In 2007, nude recreation represented a $440 million industry — up from $400 million in 2001 and $200 million in 1992 — and it’s still growing, says the American Association for Nude Recreation, which promotes au natural vacations as “nakations.” According to the association, roughly 20 percent of members have a median household income of $106,000, drive luxury cars and spend $3,000 or more on travel.
Nude vacations have expanded too. All-nude yoga retreats share banana bread with other guests at all-nude bed-and-breakfasts, gear up for nude mountain biking in the California High Desert and saunter around the decks of cruise ships chartered specifically for clothing-free travel. In Germany, a travel operator has arranged for an all-nude charter flight this summer to take customers to a clothing-optional retreat in the Baltics. The naturalists will take off and land fully clothed, but shed their clothes once airborne. The spate of online spa search engines, recently created a separate category for “nudist spa vacations” after noticing an increase in searches for the term. Since November, searches on SpaFinder.com for such trips have averaged about 720 a month — beating out “pet-friendly spas” (284) and “waxing services” (298).
“It’s no longer just a grass-roots, nuts-and-sweets kind of thing,” said Nancy Tiemann, president of Bare Necessities, which specializes in nude travel and is offering a seven-day Greek cruise in September, along with four others in 2008 and 2009. Four months ago, Ms. Teimann’s company began selling an all-nude 2010 Hawaiian cruise on Celebrity Cruise Line’s Constellation, a 2,000-passenger ship. Already, about 90 percent of the ship is booked.
When the company, which she owns with her husband, Tom, began chartering small ships for all-nude cruises in the early 90s, she said many mainstream cruise operators dismissed them as a joke. “Now,” Ms. Tiemann said, with perhaps a touch of hyperbole, “they’re trampling each other to get our business.” Most nude vacationers say that what they enjoy most is liberation from the typical pretenses of society.

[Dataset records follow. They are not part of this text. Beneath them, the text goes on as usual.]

//! Query and aggregation shapes for stored request records.

use std::fmt;
use std::str::FromStr;
use std::time::Duration;

use chrono::{DateTime, Utc};
use serde::{Deserialize, Serialize};

use crate::provider::Provider;
use crate::record::{DimensionTag, ErrorType, RequestRecord};

/// Sort order for list queries.
#[derive(Debug, Clone, Copy, Default, PartialEq, Eq, Serialize, Deserialize)]
#[serde(rename_all = "lowercase")]
pub enum SortOrder {
    #[default]
    Asc,
    Desc,
}

/// Column a query is ordered by.
#[derive(Debug, Clone, Copy, Default, PartialEq, Eq, Serialize, Deserialize)]
#[serde(rename_all = "snake_case")]
pub enum OrderBy {
    #[default]
    RequestedAt,
    Latency,
    TotalTokens,
}

/// Criteria for selecting records. Every field that is set must match.
#[derive(Debug, Clone, Default, PartialEq, Serialize, Deserialize)]
pub struct RequestFilter {
    pub trace_id: Option<String>,
    pub provider: Option<Provider>,
    pub model: Option<String>,
    pub error_type: Option<ErrorType>,
    /// Inclusive lower bound on `requested_at`.
    pub start_time: Option<DateTime<Utc>>,
    /// Inclusive upper bound on `requested_at`.
    pub end_time: Option<DateTime<Utc>>,
    /// Each tag must be present on the record.
    #[serde(default)]
    pub dimensions: Vec<DimensionTag>,
    /// Bounds on input + output tokens.
    pub min_tokens: Option<u64>,
    pub max_tokens: Option<u64>,
    pub has_error: Option<bool>,
    pub limit: Option<u32>,
    pub offset: Option<u32>,
    #[serde(default)]
    pub order_by: OrderBy,
    #[serde(default)]
    pub order: SortOrder,
}

impl RequestFilter {
    pub fn since(start_time: DateTime<Utc>) -> Self {
        Self {
            start_time: Some(start_time),
            ..Self::default()
        }
    }

    /// Whether a record satisfies every selection criterion.
    ///
    /// Ordering and pagination fields are not considered here.
    pub fn matches(&self, record: &RequestRecord) -> bool {
        if self.trace_id.as_ref().is_some_and(|t| *t != record.trace_id) {
            return false;
        }
        if self.provider.as_ref().is_some_and(|p| *p != record.provider) {
            return false;
        }
        if self.model.as_ref().is_some_and(|m| *m != record.model) {
            return false;
        }
        if self.error_type.is_some_and(|e| e != record.error_type) {
            return false;
        }
        if self.start_time.is_some_and(|t| record.requested_at < t) {
            return false;
        }
        if self.end_time.is_some_and(|t| record.requested_at > t) {
            return false;
        }
        let total = record.total_tokens();
        if self.min_tokens.is_some_and(|min| total < min) {
            return false;
        }
        if self.max_tokens.is_some_and(|max| total > max) {
            return false;
        }
        if self.has_error.is_some_and(|want| want != record.has_error()) {
            return false;
        }
        self.dimensions
            .iter()
            .all(|wanted| record.dimensions.contains(wanted))
    }
}

/// A field records can be grouped by when aggregating.
#[derive(Debug, Clone, Copy, PartialEq, Eq, Hash, Serialize, Deserialize)]
#[serde(rename_all = "lowercase")]
pub enum GroupField {
    Provider,
    Model,
}

impl fmt::Display for GroupField {
    fn fmt(&self, f: &mut fmt::Formatter<'_>) -> fmt::Result {
        match self {
            GroupField::Provider => write!(f, "provider"),
            GroupField::Model => write!(f, "model"),
        }
    }
}

impl FromStr for GroupField {
    type Err = String;

    fn from_str(s: &str) -> Result<Self, Self::Err> {
        match s.to_lowercase().as_str() {
            "provider" => Ok(GroupField::Provider),
            "model" => Ok(GroupField::Model),
            other => Err(format!("invalid group field: '{other}'")),
        }
    }
}

/// Totals for one aggregation group.
///
/// `provider`/`model` are set only when the aggregation grouped by them.
#[derive(Debug, Clone, PartialEq, Serialize, Deserialize)]
pub struct AggregateResult {
    pub provider: Option<Provider>,
    pub model: Option<String>,
    pub total_requests: u64,
    pub total_tokens: u64,
    pub avg_latency: Duration,
    pub error_count: u64,
}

But it wasn’t until the dawn of the 20th century when nudism became organized in America, according to the American Association for Nude Recreation. Kurt Barthel, a German immigrant, is acknowledged as the founder of American nudism. On Labor Day of 1929 he led a small group of individuals to picnic in the buff in upstate New York and organized the first official nudist club, called the American League for Physical Culture, where nudists paid dues to gather to swim, socialize and relax in the nude.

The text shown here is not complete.